Wimberley is a small town situated in Hays County in the US State of Texas. Fondly regarded as "A little bit of heaven" in the region, it is known for its towering cypress trees, a variety of wildflowers, natural swimming holes, and rich fauna. Wimberley is predominantly a ranching town, but its secluded location, stunning topography, and the allure of its small-town life have transformed it into a popular homeowning destination among the wealthy.
Geography And Climate Of Wimberley
Wimberley is located 58 miles to the southeast of Austin and 38 miles to the northwest of San Antonio. It lies at the confluence of the Blanco River and Cypress Creek. Perched atop the Edwards Plateau, Wimberley is close to the center of the Texas Hill Country, a region well-known for several rolling hills and underground caves. The climate of Wimberley is humid subtropical, typical of the majority of Texas. Summers in Wimberley are hot and humid, with the average high temperature being 88 °F. Winters are mostly mild, with the average high temperature being 67 °F. The hottest month is August, with an average high temperature of 94 °F, while the year's coldest month is January, with an average low temperature of 40 °F. Wimberley has an average of 300 days of sunshine a year and 37 inches of annual rainfall.
History Of Wimberley
As evidenced by the flint chips and stone tools found along the rivers and the now-extinct stream beds, the first inhabitants of Wimberley were semi-nomadic Native Americans. After 1845, when Texas received statehood, families began to move into the region, attracted to its natural beauty and abundance of springs. Initially, the area was developed as a trading post along Cypress Creek. In the early 1850s, William C. Winters, a veteran of the Battle of San Jacinto, moved to Wimberley, which was known as Glendale at the time. Because of his substantial contributions to the town, which involved setting up a sawmill and a grist mill, Glendale was renamed Winter's Mill. Winters died in 1864, after which the mill was passed down to his son-in-law, John Cude, and finally bought by Pleasant Wimberley. Wimberley was known to be a generous man who not only expanded the mills but also established a church and a school in the town. In his honor, an application was made in 1880 for a post office for "Wimberleyville." The postmaster removed the word "ville," and the town finally got its present-day name, Wimberley.

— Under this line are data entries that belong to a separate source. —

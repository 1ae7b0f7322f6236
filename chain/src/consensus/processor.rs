//! Chain processor: block acceptance, pop-off, rescan and fork switching.
//!
//! The processor wires together:
//!
//! - a [`BlockStore`] for persistence,
//! - a [`ProofEngine`] for structure and proof checks,
//! - a [`BlockValidator`] for block-local limits,
//! - a [`Ledger`] plus any number of [`DerivedTable`]s for derived state,
//! - the shared [`PendingPool`].
//!
//! Every mutating method assumes the caller holds the chain-wide lock
//! (see [`ChainContext`](super::context::ChainContext)). Store writes made
//! by `push_block` and `pop_off_to` are wrapped in one transaction scope;
//! on failure the store, the derived tables and the chain index are all
//! put back to where they were before the call.

use std::sync::{Arc, Mutex, MutexGuard, PoisonError};
use std::time::Instant;

use tracing::{debug, error, info, warn};

use crate::ledger::{BalanceLedger, DerivedTable, Ledger};
use crate::metrics::ConsensusMetrics;
use crate::pool::PendingPool;
use crate::time::{Clock, SystemClock};
use crate::types::{Block, BlockId, Transaction};
use crate::validation::BaseValidity;

use super::agreement::{self, VoteTally};
use super::chain::Chain;
use super::config::{ConsensusConfig, GenesisConfig};
use super::difficulty::Ancestry;
use super::error::{ChainError, TxRejection};
use super::events::{ChainEvent, Listeners};
use super::genesis;
use super::proof::ProofEngine;
use super::store::BlockStore;
use super::validator::BlockValidator;

const SCAN_LOG_EVERY: u64 = 5000;

/// Result of [`ChainProcessor::switch_to_fork`].
#[derive(Debug)]
pub enum ForkSwitch {
    /// The fork is canonical now. `popped` holds the replaced local
    /// blocks, highest first.
    Switched { popped: Vec<Block>, pushed: usize },
    /// A fork block was refused and the previous chain was restored.
    Restored { pushed: usize, reason: String },
}

/// Assembles a [`ChainProcessor`].
pub struct ChainProcessorBuilder {
    consensus: ConsensusConfig,
    genesis: GenesisConfig,
    store: Box<dyn BlockStore>,
    ledger: Option<Box<dyn Ledger>>,
    tables: Vec<Box<dyn DerivedTable>>,
    listeners: Listeners,
    pool: Arc<Mutex<PendingPool>>,
    clock: Arc<dyn Clock>,
    metrics: Option<Arc<ConsensusMetrics>>,
    validator: Option<Box<dyn BlockValidator>>,
}

impl ChainProcessorBuilder {
    /// Ledger driving transaction semantics. Defaults to a
    /// [`BalanceLedger`] owned by the genesis creator.
    pub fn ledger(mut self, ledger: Box<dyn Ledger>) -> Self {
        self.ledger = Some(ledger);
        self
    }

    /// Extra derived state rolled back and trimmed along with the ledger.
    pub fn table(mut self, table: Box<dyn DerivedTable>) -> Self {
        self.tables.push(table);
        self
    }

    pub fn listener(
        mut self,
        event: ChainEvent,
        listener: impl Fn(&Block) + Send + Sync + 'static,
    ) -> Self {
        self.listeners.add(event, Box::new(listener));
        self
    }

    pub fn pool(mut self, pool: Arc<Mutex<PendingPool>>) -> Self {
        self.pool = pool;
        self
    }

    pub fn clock(mut self, clock: Arc<dyn Clock>) -> Self {
        self.clock = clock;
        self
    }

    pub fn metrics(mut self, metrics: Arc<ConsensusMetrics>) -> Self {
        self.metrics = Some(metrics);
        self
    }

    /// Block-local validator. Defaults to [`BaseValidity`].
    pub fn validator(mut self, validator: Box<dyn BlockValidator>) -> Self {
        self.validator = Some(validator);
        self
    }

    /// Loads the chain from the store, or starts it from genesis.
    ///
    /// A store that already holds a height-0 block must hold this
    /// network's genesis; its chain is then replayed to rebuild derived
    /// state.
    pub fn open(self) -> Result<ChainProcessor, ChainError> {
        let genesis = genesis::genesis_block(&self.consensus, &self.genesis)?;
        let ledger = self.ledger.unwrap_or_else(|| {
            Box::new(BalanceLedger::new(genesis::creator_account(&self.genesis)))
        });
        let validator = self
            .validator
            .unwrap_or_else(|| Box::new(BaseValidity::new(&self.consensus)));
        let validate_on_start = self.consensus.validate_on_start;

        let mut processor = ChainProcessor {
            engine: ProofEngine::new(self.consensus),
            genesis,
            store: self.store,
            ledger,
            tables: self.tables,
            listeners: self.listeners,
            chain: Chain::new(),
            pool: self.pool,
            clock: self.clock,
            metrics: self.metrics,
            validator,
            last_trim_height: 0,
        };

        match processor.store.find_block_at_height(0)? {
            Some(stored) if stored.id() != processor.genesis.id() => {
                return Err(ChainError::Fatal(format!(
                    "stored genesis {} does not match configured genesis {}",
                    stored.id(),
                    processor.genesis.id()
                )));
            }
            Some(_) => {
                info!("loading chain from storage");
                processor.scan(0, validate_on_start)?;
            }
            None => processor.add_genesis()?,
        }
        info!(
            height = processor.height(),
            genesis = %processor.genesis.id(),
            "chain opened"
        );
        Ok(processor)
    }
}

The Population And Economy Of Wimberley
As per the latest US Census, Wimberley has a population of 3,168, with a growth rate of 3.02% annually. With an area of 23.19 sq. km, the town's population density is 139.35 per sq. km. In terms of racial composition, the population is predominantly White (81.54%), followed by Hispanic/Latino (13.63%), and other racial groups ranging from 3.31% to 0.04%. The population's average age is 54.6 years, 44 years for males and 59.3 years for females.
The top three most prominent industries in Wimberley are accommodation and food services (291 people), construction (180 people), and educational services (137 people). The median annual household income is $64,141, which is less than the national median annual household income of $65,295. Wimberley's tourism and real estate industries have also been growing thanks to its natural beauty and close proximity to big cities.
Attractions In Wimberley
Blue Hole Regional Park
Situated deep in the center of Texas Hill Country, just a few minutes from downtown Wimberley, Blue Hole is among Texas's most famous natural swimming holes. Fed by the iconic Cypress Creek, its clear blue-green waters are cool enough for a fun and refreshing swim in the summers. There is a grassy swim lawn for those who wish to relax and sunbathe and rope swings for those who seek a bit of extra thrill. The rest of the Blue Hole Regional Park has 126 acres of nature trails, a basketball court, a playground, and an amphitheater. It is also a popular cultural hub and hosts art festivals and concerts in the summer months.
Wimberley Valley Museum
The old and understated limestone building known as the Winters-Wimberley House served as the residence of two of Wimberley's most iconic families of William Winters and Pleasant Wimberley. Now, it is home to the Wimberley Valley Museum, which takes visitors on a journey into the town's history, its early settlers, and the mills that contributed to the establishment of the town as it now exists. With its intriguing display of photographs, antique furniture, and easy-to-read storyboards designed by the renowned and now retired exhibit designer Jic Clubb, this quaint little museum is a must-visit for history buffs.
The influx of nature enthusiasts and millionaires seeking a respite from the big-city life has transformed this once sleepy little town into a vibrant tourist destination with many exploration and rejuvenation opportunities. Here one can sit back and relax while enjoying the finer things in life, such as its wineries, breweries, art galleries, and markets. For the adventurer, too, there are plenty of options, from ziplining across its canyons to embarking on one of its many nature trails.